← Back to team overview

launchpad-dev team mailing list archive

Re: Instead of authorizing individual applications against the Launchpad web service, let's authorize the Ubuntu desktop as a whole

 

Hi,

I think whole-desktop authorization is a mistake, but let me get into some
background and thoughts on this, since there are a lot of well-made points
in this email thread and the proposed[1] policy that make my statement not
as clear-cut as it sounds. :)

First of all, I believe the gnome-keyring philosophy to be flawed, as it
discusses only the idea of secure-from-attack, and does not attempt to
consider discretionary access control. In other words, there is a
difference between malicious and accidental actions.

The notion of session tokens vs authentication tokens may dovetail well
into the timeout proposal as well. As long as applications negotiate a
session token for doing their work with a protected interface, and do
not use the primary authentication token the whole time, there is value
in security contexts.

For example, while I type my password into ssh to log into a remote
system, my password is used once and discarded after establishing the
session key for that SSH connection. Even malicious attackers cannot
get at that connection after[2] it is established.

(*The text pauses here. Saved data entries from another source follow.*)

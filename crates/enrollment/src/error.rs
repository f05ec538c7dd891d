use crate::config::ConfigError;
use crate::registrations::router::error_response;
use crate::registrations::EnrollmentError;
use crate::telemetry::TelemetryError;
use axum::http::StatusCode;
use axum::response::{IntoResponse, Response};
use axum::Json;
use serde_json::json;
use std::fmt;

/// Process-level failures surfaced by the binaries.
#[derive(Debug)]
pub enum AppError {
    Config(ConfigError),
    Telemetry(TelemetryError),
    Io(std::io::Error),
    Server(axum::Error),
    Enrollment(EnrollmentError),
    Render(serde_json::Error),
}

impl fmt::Display for AppError {
    fn fmt(&self, f: &mut fmt::Formatter<'_>) -> fmt::Result {
        match self {
            AppError::Config(err) => write!(f, "configuration error: {}", err),
            AppError::Telemetry(err) => write!(f, "telemetry error: {}", err),
            AppError::Io(err) => write!(f, "io error: {}", err),
            AppError::Server(err) => write!(f, "server error: {}", err),
            AppError::Enrollment(err) => write!(f, "enrollment error: {}", err),
            AppError::Render(err) => write!(f, "render error: {}", err),
        }
    }
}

impl std::error::Error for AppError {
    fn source(&self) -> Option<&(dyn std::error::Error + 'static)> {
        match self {
            AppError::Config(err) => Some(err),
            AppError::Telemetry(err) => Some(err),
            AppError::Io(err) => Some(err),
            AppError::Server(err) => Some(err),
            AppError::Enrollment(err) => Some(err),
            AppError::Render(err) => Some(err),
        }
    }
}

impl IntoResponse for AppError {
    fn into_response(self) -> Response {
        let err = match self {
            AppError::Enrollment(err) => return error_response(err),
            other => other,
        };

        let body = Json(json!({ "error": err.to_string() }));
        (StatusCode::INTERNAL_SERVER_ERROR, body).into_response()
    }
}

impl From<ConfigError> for AppError {
    fn from(value: ConfigError) -> Self {
        Self::Config(value)
    }
}

impl From<TelemetryError> for AppError {
    fn from(value: TelemetryError) -> Self {
        Self::Telemetry(value)
    }
}

impl From<std::io::Error> for AppError {
    fn from(value: std::io::Error) -> Self {
        Self::Io(value)
    }
}

impl From<axum::Error> for AppError {
    fn from(value: axum::Error) -> Self {
        Self::Server(value)
    }
}

impl From<EnrollmentError> for AppError {
    fn from(value: EnrollmentError) -> Self {
        Self::Enrollment(value)
    }
}

impl From<serde_json::Error> for AppError {
    fn from(value: serde_json::Error) -> Self {
        Self::Render(value)
    }
}
//! Exam registration eligibility and lifecycle.
//!
//! A registration request is checked by the eligibility rules, numbered against the
//! student's earlier attempts for the subject, and written through an [`EnrollmentStore`]
//! that enforces the uniqueness constraints atomically. Outcome updates and catalog
//! mutations pass the subject ownership guard first.

mod catalog;
pub mod domain;
pub mod eligibility;
pub mod memory;
pub mod ownership;
pub mod repository;
pub mod router;
pub mod service;
pub mod validation;

#[cfg(test)]
mod tests;

pub use domain::{
    Exam, ExamDraft, ExamId, ExamKind, ExamRegistration, NewRegistration, OutcomePatch,
    Professor, ProfessorDraft, ProfessorId, RegistrationId, RegistrationStatus, Student,
    StudentDraft, StudentId, Subject, SubjectDraft, SubjectId,
};
pub use eligibility::{evaluate, IneligibleReason, Verdict};
pub use memory::InMemoryEnrollmentStore;
pub use ownership::{authorize_subject_owner, OwnershipViolation};
pub use repository::{
    Constraint, EnrollmentStore, RegistrationFilter, StoreError, TranscriptEntry,
};
pub use router::{registration_router, PROFESSOR_HEADER, STUDENT_HEADER};
pub use service::{EnrollmentError, EnrollmentService, RACED_REGISTRATION_REASON};
pub use validation::{GradingPolicy, ValidationError};
//! Subject, exam, and student catalog operations.
//!
//! Professor-side mutations go through the same ownership guard as outcome updates, and
//! student-facing listings reuse the eligibility placement rule so a student only sees
//! what they could register for on curriculum grounds.

use std::collections::BTreeSet;

use tracing::info;

use super::domain::{
    Exam, ExamDraft, ExamId, Professor, Student, StudentDraft, StudentId, Subject,
    SubjectDraft, SubjectId,
};
use super::eligibility::placement;
use super::repository::{Constraint, EnrollmentStore, StoreError};
use super::service::{EnrollmentError, EnrollmentService};
use super::validation::{validate_student, validate_subject};

impl<S> EnrollmentService<S>
where
    S: EnrollmentStore + 'static,
{
    /// Create a subject owned by the acting professor.
    pub fn create_subject(
        &self,
        professor: &Professor,
        draft: SubjectDraft,
    ) -> Result<Subject, EnrollmentError> {
        validate_subject(&draft)?;
        let subject = self.store().insert_subject(professor.id, draft)?;
        info!(subject_id = %subject.id, professor_id = %professor.id, "subject created");
        Ok(subject)
    }

    /// Create an exam sitting for a subject the acting professor owns.
    pub fn create_exam(
        &self,
        professor: &Professor,
        draft: ExamDraft,
    ) -> Result<Exam, EnrollmentError> {
        let subject = self.require_subject(draft.subject_id)?;
        self.authorize(professor, &subject)?;

        let exam = self.store().insert_exam(draft)?;
        info!(
            exam_id = %exam.id,
            subject_id = %subject.id,
            date = %exam.date,
            kind = exam.kind.label(),
            "exam created"
        );
        Ok(exam)
    }

    /// Delete an exam sitting; refused while registrations reference it.
    pub fn delete_exam(
        &self,
        professor: &Professor,
        exam_id: ExamId,
    ) -> Result<(), EnrollmentError> {
        let exam = self.require_exam(exam_id)?;
        let subject = self.require_subject(exam.subject_id)?;
        self.authorize(professor, &subject)?;

        self.store()
            .delete_exam(exam_id)
            .map_err(|err| match err {
                StoreError::Conflict(Constraint::Dependents) => EnrollmentError::Conflict(
                    format!("exam {exam_id} still has registrations"),
                ),
                other => EnrollmentError::from(other),
            })?;
        info!(exam_id = %exam_id, professor_id = %professor.id, "exam deleted");
        Ok(())
    }

    /// Delete a subject; refused while it still has exam sittings.
    pub fn delete_subject(
        &self,
        professor: &Professor,
        subject_id: SubjectId,
    ) -> Result<(), EnrollmentError> {
        let subject = self.require_subject(subject_id)?;
        self.authorize(professor, &subject)?;

        self.store()
            .delete_subject(subject_id)
            .map_err(|err| match err {
                StoreError::Conflict(Constraint::Dependents) => EnrollmentError::Conflict(
                    format!("subject '{}' still has exams", subject.name),
                ),
                other => EnrollmentError::from(other),
            })?;
        info!(subject_id = %subject_id, professor_id = %professor.id, "subject deleted");
        Ok(())
    }

    /// Subjects whose department and year placement admit `student`.
    pub fn subjects_for_student(&self, student: &Student) -> Result<Vec<Subject>, EnrollmentError> {
        Ok(self
            .store()
            .subjects()?
            .into_iter()
            .filter(|subject| placement(student, subject).is_ok())
            .collect())
    }

    /// Exam sittings of the subjects visible to `student`.
    pub fn exams_for_student(&self, student: &Student) -> Result<Vec<Exam>, EnrollmentError> {
        let visible: BTreeSet<SubjectId> = self
            .subjects_for_student(student)?
            .into_iter()
            .map(|subject| subject.id)
            .collect();
        self.exams_for_subjects(&visible)
    }

    /// Exam sittings of every subject the professor owns.
    pub fn exams_for_professor(&self, professor: &Professor) -> Result<Vec<Exam>, EnrollmentError> {
        let owned: BTreeSet<SubjectId> = self
            .owned_subjects(professor.id)?
            .into_iter()
            .map(|subject| subject.id)
            .collect();
        self.exams_for_subjects(&owned)
    }

    pub fn create_student(&self, draft: StudentDraft) -> Result<Student, EnrollmentError> {
        validate_student(&draft)?;
        let student = self
            .store()
            .insert_student(draft)
            .map_err(student_conflict)?;
        info!(student_id = %student.id, "student created");
        Ok(student)
    }

    /// Replace a student's record; year and department changes affect future eligibility only.
    pub fn update_student(
        &self,
        id: StudentId,
        draft: StudentDraft,
    ) -> Result<Student, EnrollmentError> {
        validate_student(&draft)?;
        let student = self
            .store()
            .update_student(id, draft)
            .map_err(|err| match err {
                StoreError::NotFound => EnrollmentError::NotFound {
                    entity: "student",
                    id: id.0,
                },
                other => student_conflict(other),
            })?;
        info!(
            student_id = %student.id,
            year_of_study = student.year_of_study,
            "student updated"
        );
        Ok(student)
    }

    fn exams_for_subjects(
        &self,
        subjects: &BTreeSet<SubjectId>,
    ) -> Result<Vec<Exam>, EnrollmentError> {
        Ok(self
            .store()
            .exams()?
            .into_iter()
            .filter(|exam| subjects.contains(&exam.subject_id))
            .collect())
    }
}

fn student_conflict(err: StoreError) -> EnrollmentError {
    match err {
        StoreError::Conflict(Constraint::UniqueUsername) => {
            EnrollmentError::Conflict("username already exists".to_string())
        }
        StoreError::Conflict(Constraint::UniqueIndexNumber) => {
            EnrollmentError::Conflict("index number already exists".to_string())
        }
        other => EnrollmentError::from(other),
    }
}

The "security theater" mentioned in gnome-keyring is describing the "sense"
of security vs "actual" security. I think this is not as cut-and-dry as
that, since security is a continuum. For example, we haven't given up
on having separate users just because the Linux kernel has frequent
privilege escalation vulnerabilities.

What gnome-keyring's philosophy describes is worst-case security
protection against a persistent threat, that has access to the entire
desktop, catches your authentication passphrase as you type it into ssh,
etc. While this is certainly _a_ situations, it's not _all_ situations,
and I don't think security is all or nothing, which is what "theater"
implies to me. Even as they point out, work is being done to try to
contain these sorts of threats, and I think designing the LP integration
in a way to just kind of "gives up" on per-application security contexts
is a mistake.

An example of attempting access control in the face of potentially
non-perfect security is PolicyKit, which does attempt to have fine-grained
security contexts. It still suffers from some of the whole-desktop flaws
described, but it does attempt to implement access controls in the hopes of
solving the other problems as it evolves.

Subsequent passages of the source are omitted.